Brent loses $14 in four sessions

3 min read
14:36UTC

Brent fell from $110.34 on Wednesday 20 May to $96.14 on Sunday 24 May after Trump called the Iran deal 'largely negotiated', deflating the Hormuz war premium that the light-sweet complex had carried.

EconomicDeveloping
Key takeaway

Brent shed $14 on the Iran MOU; the war premium is discounted, not gone, with uranium still outside the deal.

Brent fell from $110.34 on Wednesday 20 May to $96.14 on Sunday 24 May, a $14 week, with WTI shedding over 6% to $90.30 1. The driver sat next door in the diplomacy: Donald Trump called the Iran deal "largely negotiated" on Saturday 23 May, framing a memorandum of understanding as phase one with the Hormuz-reopening narrative doing the rest 2. The diplomacy sits in the Iran file; the spreads it knocked sit with us.

The Brent-Dubai EFS is narrowing from the $6-plus peak it held in early May , because the light-sweet Hormuz bid deflates faster than sour Dubai, which never carried the same war premium. Brent-WTI is compressing toward $1-2 from the old $4-5 band as WTI catches up. That spread is the one that pays for the trade: above roughly $4 the round-trip economics justify hauling Atlantic barrels east on VLCCs, and below it they stop working. We will not put a precise current EFS print on the page because the assessment is paywalled, but the direction is not in doubt.

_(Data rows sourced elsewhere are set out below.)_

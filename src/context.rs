//! The single background worker that owns a connection's I/O.
//!
//! # Design
//!
//! ```text
//!  Caller threads (blocking / deferred)      Native async callers
//!       │ submit(op) -> OperationHandle            │ handle.await
//!       ▼                                          ▼
//!  ExecutionContext ── tokio Runtime (1 worker thread, "cozmars-worker")
//!       ├── submitted operations (tracked, cancelled on shutdown)
//!       ├── stream reader tasks (one per open StreamEndpoint)
//!       ├── sensor event loop
//!       └── blocking pool (callback executor)
//! ```
//!
//! Every thread started by the runtime records the context id in a
//! thread-local, which is how [`ExecutionContext::running_in_context`]
//! detects re-entrancy.

use std::cell::Cell;
use std::future::Future;
use std::pin::Pin;
use std::sync::atomic::{AtomicU64, Ordering};
use std::sync::{Arc, Mutex};
use std::task::{Context, Poll};
use std::thread::Thread;
use std::time::{Duration, Instant};

use futures::task::{waker, ArcWake};
use tokio::runtime::{Builder, Handle, Runtime};
use tokio::sync::oneshot;
use tokio::task::JoinHandle;
use tokio_util::sync::CancellationToken;
use tokio_util::task::TaskTracker;
use tracing::{debug, error, trace, warn};

use crate::error::{Error, Result};

/// Default time `shutdown()` waits for outstanding operations to unwind.
pub const DEFAULT_SHUTDOWN_TIMEOUT: Duration = Duration::from_secs(5);

static NEXT_CONTEXT_ID: AtomicU64 = AtomicU64::new(1);

thread_local! {
    static CURRENT_CONTEXT: Cell<u64> = const { Cell::new(0) };
}

// ── OperationHandle ──────────────────────────────────────────────────────────

/// Handle to an operation submitted to an [`ExecutionContext`].
///
/// Resolves exactly once: consuming it with [`wait`](Self::wait) or `.await`
/// yields the operation's outcome, or [`Error::ContextClosed`] if the context
/// was shut down before the operation finished.
pub struct OperationHandle<T> {
    rx: Option<oneshot::Receiver<Result<T>>>,
    /// Outcome already observed by `is_resolved`, or supplied at creation.
    ready: Option<Result<T>>,
}

// Neither field is ever pinned structurally.
impl<T> Unpin for OperationHandle<T> {}

impl<T: Send + 'static> OperationHandle<T> {
    fn pending(rx: oneshot::Receiver<Result<T>>) -> Self {
        Self {
            rx: Some(rx),
            ready: None,
        }
    }

    /// A handle that is already resolved with `outcome`.
    pub fn resolved(outcome: Result<T>) -> Self {
        Self {
            rx: None,
            ready: Some(outcome),
        }
    }

    /// Poll without blocking: `true` once the outcome is available.
    pub fn is_resolved(&mut self) -> bool {
        if self.ready.is_some() {
            return true;
        }
        let Some(rx) = self.rx.as_mut() else {
            return true;
        };
        match rx.try_recv() {
            Ok(outcome) => {
                self.ready = Some(outcome);
                self.rx = None;
                true
            }
            Err(oneshot::error::TryRecvError::Empty) => false,
            Err(oneshot::error::TryRecvError::Closed) => {
                self.ready = Some(Err(Error::ContextClosed));
                self.rx = None;
                true
            }
        }
    }

    /// Block the calling thread until the operation resolves.
    ///
    /// With a `timeout`, returns `Ok(None)` when the deadline passes first.
    /// The operation keeps running in the background; only the wait is
    /// abandoned. An outcome that arrived before the context shut down is
    /// still returned afterwards.
    ///
    /// The wait parks the calling thread and needs no runtime. From async
    /// code, `.await` the handle instead of stalling the caller's executor.
    pub fn wait(mut self, timeout: Option<Duration>) -> Result<Option<T>> {
        if self.is_resolved() {
            return match self.ready.take() {
                Some(outcome) => outcome.map(Some),
                None => Err(Error::ContextClosed),
            };
        }
        let Some(mut rx) = self.rx.take() else {
            return Err(Error::ContextClosed);
        };

        let deadline = timeout.and_then(|limit| Instant::now().checked_add(limit));
        // Outside tokio's budget so a caller inside a foreign task cannot spin.
        match block_until(tokio::task::unconstrained(&mut rx), deadline) {
            Some(Ok(outcome)) => outcome.map(Some),
            Some(Err(_)) => Err(Error::ContextClosed),
            None => {
                debug!("Gave up waiting after {:?}; operation left running", timeout);
                Ok(None)
            }
        }
    }
}

/// Wakes the thread parked in [`block_until`].
struct Unpark(Thread);

impl ArcWake for Unpark {
    fn wake_by_ref(arc_self: &Arc<Self>) {
        arc_self.0.unpark();
    }
}

/// Poll `fut` on the calling thread until it completes or `deadline` passes.
fn block_until<F: Future + Unpin>(mut fut: F, deadline: Option<Instant>) -> Option<F::Output> {
    let unpark = waker(Arc::new(Unpark(std::thread::current())));
    let mut cx = Context::from_waker(&unpark);
    loop {
        if let Poll::Ready(output) = Pin::new(&mut fut).poll(&mut cx) {
            return Some(output);
        }
        match deadline {
            None => std::thread::park(),
            Some(deadline) => {
                let now = Instant::now();
                if now >= deadline {
                    return None;
                }
                std::thread::park_timeout(deadline - now);
            }
        }
    }
}

impl<T> Future for OperationHandle<T> {
    type Output = Result<T>;

    fn poll(self: Pin<&mut Self>, cx: &mut Context<'_>) -> Poll<Self::Output> {
        let this = self.get_mut();
        if let Some(outcome) = this.ready.take() {
            return Poll::Ready(outcome);
        }
        let Some(rx) = this.rx.as_mut() else {
            return Poll::Ready(Err(Error::ContextClosed));
        };
        match Pin::new(rx).poll(cx) {
            Poll::Ready(Ok(outcome)) => {
                this.rx = None;
                Poll::Ready(outcome)
            }
            Poll::Ready(Err(_)) => {
                this.rx = None;
                Poll::Ready(Err(Error::ContextClosed))
            }
            Poll::Pending => Poll::Pending,
        }
    }
}

// ── ExecutionContext ─────────────────────────────────────────────────────────

struct ContextInner {
    id: u64,
    handle: Handle,
    /// Taken exactly once by `shutdown()` (or by drop).
    runtime: Mutex<Option<Runtime>>,
    cancel: CancellationToken,
    tracker: TaskTracker,
    shutdown_timeout: Duration,
}

/// Owns the single background worker that runs all network I/O, stream
/// state mutation and callback dispatch for one connected robot.
///
/// Cloning is cheap; all clones refer to the same worker.
#[derive(Clone)]
pub struct ExecutionContext {
    inner: Arc<ContextInner>,
}

impl ExecutionContext {
    /// Start a new worker with the default shutdown timeout.
    pub fn new() -> Result<Self> {
        Self::with_shutdown_timeout(DEFAULT_SHUTDOWN_TIMEOUT)
    }

    /// Start a new worker; `shutdown()` waits at most `shutdown_timeout`
    /// for outstanding operations to unwind.
    pub fn with_shutdown_timeout(shutdown_timeout: Duration) -> Result<Self> {
        let id = NEXT_CONTEXT_ID.fetch_add(1, Ordering::Relaxed);
        let runtime = Builder::new_multi_thread()
            .worker_threads(1)
            .thread_name("cozmars-worker")
            .enable_all()
            .on_thread_start(move || CURRENT_CONTEXT.with(|c| c.set(id)))
            .on_thread_stop(|| CURRENT_CONTEXT.with(|c| c.set(0)))
            .build()?;
        let handle = runtime.handle().clone();
        debug!("Execution context {} started", id);

        Ok(Self {
            inner: Arc::new(ContextInner {
                id,
                handle,
                runtime: Mutex::new(Some(runtime)),
                cancel: CancellationToken::new(),
                tracker: TaskTracker::new(),
                shutdown_timeout,
            }),
        })
    }

    /// Unique id of this context.
    pub fn id(&self) -> u64 {
        self.inner.id
    }

    /// `true` when the calling thread belongs to this context's runtime.
    pub fn running_in_context(&self) -> bool {
        CURRENT_CONTEXT.with(|c| c.get()) == self.inner.id
    }

    /// `true` until `shutdown()` has been requested.
    pub fn is_alive(&self) -> bool {
        !self.inner.cancel.is_cancelled()
    }

    /// Runtime handle of the worker.
    pub fn handle(&self) -> &Handle {
        &self.inner.handle
    }

    /// Token cancelled when the context shuts down.
    pub fn cancellation_token(&self) -> CancellationToken {
        self.inner.cancel.clone()
    }

    /// Run `op` to completion inside the worker, whichever thread calls this.
    ///
    /// After shutdown the returned handle resolves to
    /// [`Error::ContextClosed`]. Shutdown cancels `op` if it is still
    /// running, which also resolves the handle with `ContextClosed`.
    pub fn submit<F, T>(&self, op: F) -> OperationHandle<T>
    where
        F: Future<Output = Result<T>> + Send + 'static,
        T: Send + 'static,
    {
        if !self.is_alive() {
            return OperationHandle::resolved(Err(Error::ContextClosed));
        }
        let (tx, rx) = oneshot::channel();
        let cancel = self.inner.cancel.clone();
        self.inner.tracker.spawn_on(
            async move {
                tokio::select! {
                    biased;
                    _ = cancel.cancelled() => {
                        trace!("Submitted operation cancelled by shutdown");
                        let _ = tx.send(Err(Error::ContextClosed));
                    }
                    outcome = op => {
                        let _ = tx.send(outcome);
                    }
                }
            },
            &self.inner.handle,
        );
        OperationHandle::pending(rx)
    }

    /// Spawn a background task owned by this context.
    ///
    /// The task is dropped at its next suspension point once shutdown starts.
    pub fn spawn<F>(&self, task: F)
    where
        F: Future<Output = ()> + Send + 'static,
    {
        if !self.is_alive() {
            trace!("Context closed, background task dropped");
            return;
        }
        let cancel = self.inner.cancel.clone();
        self.inner.tracker.spawn_on(
            async move {
                tokio::select! {
                    biased;
                    _ = cancel.cancelled() => {}
                    _ = task => {}
                }
            },
            &self.inner.handle,
        );
    }

    /// Spawn a tracked task and keep its join handle. Cancellation is up to
    /// the task (typically via a child of [`cancellation_token`](Self::cancellation_token)).
    pub(crate) fn spawn_joinable<F>(&self, task: F) -> Result<JoinHandle<F::Output>>
    where
        F: Future + Send + 'static,
        F::Output: Send + 'static,
    {
        if !self.is_alive() {
            return Err(Error::ContextClosed);
        }
        Ok(self.inner.tracker.spawn_on(task, &self.inner.handle))
    }

    /// Run a synchronous callback on the blocking pool so it never stalls
    /// the worker. Panics are caught and logged.
    pub fn spawn_callback<F>(&self, callback: F)
    where
        F: FnOnce() + Send + 'static,
    {
        if !self.is_alive() {
            return;
        }
        let join = self.inner.handle.spawn_blocking(callback);
        self.inner.tracker.spawn_on(
            async move {
                if let Err(e) = join.await {
                    if e.is_panic() {
                        error!("Callback panicked: {}", Error::from_panic(e.into_panic()));
                    }
                }
            },
            &self.inner.handle,
        );
    }

    /// Cancel all outstanding operations, wait for them to unwind, and stop
    /// the worker.
    ///
    /// Idempotent. When called from inside the worker (or from any other
    /// async context, where blocking is not allowed) the final teardown is
    /// deferred to a helper thread instead of deadlocking.
    pub fn shutdown(&self) {
        let runtime = match self.inner.runtime.lock() {
            Ok(mut guard) => guard.take(),
            Err(poisoned) => poisoned.into_inner().take(),
        };
        let Some(runtime) = runtime else {
            trace!("Execution context {} already shut down", self.inner.id);
            return;
        };

        debug!("Shutting down execution context {}", self.inner.id);
        self.inner.cancel.cancel();
        self.inner.tracker.close();

        let tracker = self.inner.tracker.clone();
        let limit = self.inner.shutdown_timeout;
        let id = self.inner.id;
        let teardown = move || {
            let drained = runtime.block_on(async {
                tokio::time::timeout(limit, tracker.wait()).await.is_ok()
            });
            if !drained {
                warn!("Execution context {}: tasks still running after {:?}", id, limit);
            }
            runtime.shutdown_timeout(limit);
            debug!("Execution context {} stopped", id);
        };

        if self.running_in_context() || Handle::try_current().is_ok() {
            let spawned = std::thread::Builder::new()
                .name("cozmars-shutdown".to_string())
                .spawn(teardown);
            if let Err(e) = spawned {
                error!("Failed to spawn shutdown thread: {}", e);
            }
        } else {
            teardown();
        }
    }

    /// Resolves once every task owned by this context has finished after
    /// shutdown was requested.
    pub async fn closed(&self) {
        self.inner.cancel.cancelled().await;
        self.inner.tracker.wait().await;
    }
}

impl Drop for ContextInner {
    fn drop(&mut self) {
        self.cancel.cancel();
        let runtime = match self.runtime.get_mut() {
            Ok(slot) => slot.take(),
            Err(poisoned) => poisoned.into_inner().take(),
        };
        if let Some(runtime) = runtime {
            // Blocking teardown is not allowed here in general (we may be
            // dropped from async code), so detach the worker.
            runtime.shutdown_background();
        }
    }
}

impl std::fmt::Debug for ExecutionContext {
    fn fmt(&self, f: &mut std::fmt::Formatter<'_>) -> std::fmt::Result {
        f.debug_struct("ExecutionContext")
            .field("id", &self.inner.id)
            .field("alive", &self.is_alive())
            .finish()
    }
}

The MOU is phase one of a 30-60 day process and leaves the highly-enriched-uranium stockpile untouched 3, so the war premium is discounted, not dead, and a single failed-flow headline re-arms the EFS. The market that ran the long-Brent, short-WTI trade against has watched the Atlantic-basin premium that funded it evaporate inside a week, and the freight complex still reads a war it no longer fully believes in.

Deep Analysis

In plain English

Oil prices fell sharply in the last week of May after US President Trump announced an early-stage deal with Iran that could reopen the Strait of Hormuz ; the narrow sea passage through which roughly a fifth of the world's oil flows. Brent crude, the main international price benchmark, dropped from about $110 to $96 in four days. The move reflects markets pricing in the possibility of cheaper Iranian oil returning. However, the deal is not final: Iran's nuclear stockpile was left out, and broader talks are expected to take 30-60 days. Diesel prices across Europe may ease slightly on the news, but the underlying shortage of middle distillates means any relief could be temporary.

Deep Analysis
Root Causes

The EFS blowout above $6 reflected two compounding effects: (1) Asian refiners bidding aggressively for Atlantic light-sweet crudes as Hormuz-sourced barrels (mostly medium-sour Gulf grades) were unavailable; (2) European refiners simultaneously short of Middle East sourcing (695kbd import gap, BP outage), driving NWE gasoil and Atlantic crude basis higher.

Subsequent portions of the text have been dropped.